Data collection and analysis: 

Two review authors independently assessed trial quality and extracted data. We contacted study authors for additional information.

Main results: 

We identified 11 trials (862 participants). All trials were in neonatal or paediatric populations. The trials covered only three areas of interest: restrictive versus liberal transfusion triggers (two trials), leukoreduction versus non-leukoreduction (two trials) and standard versus non-standard cardiopulmonary bypass (CPB) prime (seven trials). Owing to the clinical diversity in the participant groups (cyanotic (three trials), acyanotic (four trials) or mixed (four trials)) and the intervention groups, it was not appropriate to pool data in a meta-analysis. No study reported data for all the outcomes of interest to this review. Risk of bias was mixed across the included trials, with only attrition bias being low across all trials. Blinding of study personnel and participants was not always possible, depending on the intervention being used.

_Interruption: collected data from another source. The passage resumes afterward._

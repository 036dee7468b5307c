#![no_main]

use libfuzzer_sys::fuzz_target;

fuzz_target!(|data: &[u8]| {
    if let Ok(content) = std::str::from_utf8(data) {
        // Fuzz TOML config parsing - this should never panic
        let _ = toml::from_str::<catpick::Config>(content);
    }
});
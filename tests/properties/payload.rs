//! Property tests for payload parsing.

use proptest::prelude::*;

use catpick::CategoryTree;

proptest! {
    #![proptest_config(ProptestConfig {
        cases: 256,
        .. ProptestConfig::default()
    })]

    /// PROPERTY: Parsing arbitrary input never panics.
    #[test]
    fn property_from_json_never_panics(s in "(?s).{0,256}") {
        let _ = CategoryTree::from_json(&s);
    }

    /// PROPERTY: Arbitrary JSON-ish node soup never panics either.
    #[test]
    fn property_from_json_nodes_never_panic(
        nodes in proptest::collection::vec(
            (proptest::option::of("[a-z ]{0,4}"), proptest::option::of("[A-Z ]{0,4}")),
            0..6
        )
    ) {
        let items: Vec<serde_json::Value> = nodes
            .into_iter()
            .map(|(value, name)| serde_json::json!({ "value": value, "name": name }))
            .collect();
        let payload = serde_json::Value::Array(items).to_string();

        if let Ok(tree) = CategoryTree::from_json(&payload) {
            for node in tree.roots() {
                prop_assert!(!node.value().trim().is_empty());
                prop_assert!(!node.name().trim().is_empty());
            }
        }
    }
}
//! Test environment builder for isolated catpick testing.
//!
//! Provides `TestEnv` - an isolated test environment with temp directories
//! for both project and home, plus helpers to run catpick CLI commands.

use std::path::{Path, PathBuf};
use std::process::{Command, Output};

use tempfile::TempDir;

use super::fixtures::SAMPLE_TREE;

/// Result of running a catpick CLI command
#[derive(Debug)]
pub struct TestResult {
    pub success: bool,
    pub exit_code: i32,
    pub stdout: String,
    pub stderr: String,
}

impl TestResult {
    /// Stdout lines, for commands that print one item per line
    pub fn lines(&self) -> Vec<&str> {
        self.stdout.lines().collect()
    }

    /// Parse the single NDJSON event printed in `--json` mode
    pub fn json(&self) -> serde_json::Value {
        let line = self
            .stdout
            .lines()
            .find(|l| !l.trim().is_empty())
            .unwrap_or_else(|| panic!("no JSON output; stderr:\n{}", self.stderr));
        serde_json::from_str(line)
            .unwrap_or_else(|e| panic!("invalid JSON line {:?}: {}", line, e))
    }
}

/// Isolated test environment with temp directories.
///
/// Catpick reads `./catpick.toml` and `$XDG_CONFIG_HOME/catpick/config.toml`,
/// so both the working directory and the config home are private to the test.
pub struct TestEnv {
    /// Temporary working directory
    pub project_root: TempDir,
    /// Temporary directory for HOME and XDG_CONFIG_HOME
    pub home_dir: TempDir,
    catpick_bin: PathBuf,
}

impl TestEnv {
    /// Create a new TestEnvBuilder
    pub fn builder() -> TestEnvBuilder {
        TestEnvBuilder::new()
    }

    /// Get path relative to project root
    pub fn project_path(&self, relative: &str) -> PathBuf {
        self.project_root.path().join(relative)
    }

    /// Get path relative to home directory
    pub fn home_path(&self, relative: &str) -> PathBuf {
        self.home_dir.path().join(relative)
    }

    /// Run catpick in this environment from project root
    pub fn run(&self, args: &[&str]) -> TestResult {
        self.run_with_env(args, &[])
    }

    /// Run catpick from project root with extra env vars.
    pub fn run_with_env(&self, args: &[&str], env_vars: &[(&str, &str)]) -> TestResult {
        self.run_from_with_env(self.project_root.path(), args, env_vars)
    }

    /// Run catpick from a specific directory with extra env vars.
    pub fn run_from_with_env(
        &self,
        cwd: &Path,
        args: &[&str],
        env_vars: &[(&str, &str)],
    ) -> TestResult {
        let mut cmd = Command::new(&self.catpick_bin);
        cmd.current_dir(cwd)
            .args(args)
            .env("HOME", self.home_dir.path())
            .env("XDG_CONFIG_HOME", self.home_dir.path())
            .env_remove("RUST_LOG");

        for key in [
            "CATPICK_TREE",
            "CATPICK_PLACEHOLDER",
            "CATPICK_SEPARATOR",
            "CATPICK_UNICODE",
        ] {
            cmd.env_remove(key);
        }

        for (key, value) in env_vars {
            cmd.env(key, value);
        }

        let output = cmd.output().expect("Failed to execute catpick");
        output_to_result(output)
    }

    /// Write a file to the project directory
    pub fn write_project_file(&self, relative_path: &str, content: &str) -> PathBuf {
        write_file(&self.project_path(relative_path), content)
    }

    /// Write a file to the home directory
    pub fn write_home_file(&self, relative_path: &str, content: &str) -> PathBuf {
        write_file(&self.home_path(relative_path), content)
    }
}

fn write_file(full_path: &Path, content: &str) -> PathBuf {
    if let Some(parent) = full_path.parent() {
        std::fs::create_dir_all(parent).expect("Failed to create directories");
    }
    std::fs::write(full_path, content).expect("Failed to write file");
    full_path.to_path_buf()
}

fn output_to_result(output: Output) -> TestResult {
    TestResult {
        success: output.status.success(),
        exit_code: output.status.code().unwrap_or(-1),
        stdout: String::from_utf8_lossy(&output.stdout).to_string(),
        stderr: String::from_utf8_lossy(&output.stderr).to_string(),
    }
}

/// Builder for TestEnv with fluent API
pub struct TestEnvBuilder {
    tree: Option<(String, String)>,
    project_config: Option<String>,
    home_config: Option<String>,
}

impl TestEnvBuilder {
    /// Create a new builder: the sample tree written to `tree.json`
    pub fn new() -> Self {
        Self {
            tree: Some(("tree.json".to_string(), SAMPLE_TREE.to_string())),
            project_config: None,
            home_config: None,
        }
    }

    /// Replace the payload written to the project
    pub fn with_tree(mut self, name: &str, json: &str) -> Self {
        self.tree = Some((name.to_string(), json.to_string()));
        self
    }

    /// Do not write any payload
    pub fn without_tree(mut self) -> Self {
        self.tree = None;
        self
    }

    /// Set ./catpick.toml content
    pub fn with_project_config(mut self, toml: &str) -> Self {
        self.project_config = Some(toml.to_string());
        self
    }

    /// Set $XDG_CONFIG_HOME/catpick/config.toml content
    pub fn with_home_config(mut self, toml: &str) -> Self {
        self.home_config = Some(toml.to_string());
        self
    }

    /// Build the TestEnv
    pub fn build(self) -> TestEnv {
        let env = TestEnv {
            project_root: TempDir::new().expect("Failed to create project dir"),
            home_dir: TempDir::new().expect("Failed to create home dir"),
            catpick_bin: PathBuf::from(env!("CARGO_BIN_EXE_catpick")),
        };

        if let Some((name, json)) = &self.tree {
            env.write_project_file(name, json);
        }
        if let Some(toml) = &self.project_config {
            env.write_project_file("catpick.toml", toml);
        }
        if let Some(toml) = &self.home_config {
            env.write_home_file("catpick/config.toml", toml);
        }

        env
    }
}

Five trials (628 participants) reported the primary outcome: 30-day mortality. In three trials (a trial evaluating restrictive and liberal transfusion (125 participants), a trial of cell salvage during CPB (309 participants) and a trial of washed red blood cells during CPB (128 participants)), there was no clear difference in mortality at 30 days between the intervention arms. In two trials comparing standard and non-standard CPB prime, there were no deaths in either randomised group. Long-term mortality was similar between randomised groups in one trial each comparing restrictive and liberal transfusion or standard and non-standard CPB prime.

Four trials explored a range of adverse effects following red cell transfusion. Kidney failure was the only adverse event that was significantly different: patients receiving cell salvaged red blood cells during CPB were less likely to have renal failure than patients not exposed to cell salvage (risk ratio (RR) 0.26, 95% confidence interval (CI) 0.09 to 0.79, 1 study, 309 participants). There was insufficient evidence to determine whether there was a difference between transfusion strategies for any other severe adverse events.

The duration of mechanical ventilation was measured in seven trials (768 participants). Overall, there was no consistent difference in the duration of mechanical ventilation between the intervention and control arms.

The duration of intensive care unit (ICU) stay was measured in six trials (459 participants). There was no clear difference in the duration of ICU stay between the intervention arms in the transfusion trigger and leukoreduction trials. In the standard versus non-standard CPB prime trials, one trial examining the impact of washing transfused bypass prime red blood cells showed no clear difference in duration of ICU stay between the intervention arms, while the trial assessing ultrafiltration of the priming blood showed a shorter duration of ICU stay in the ultrafiltration group.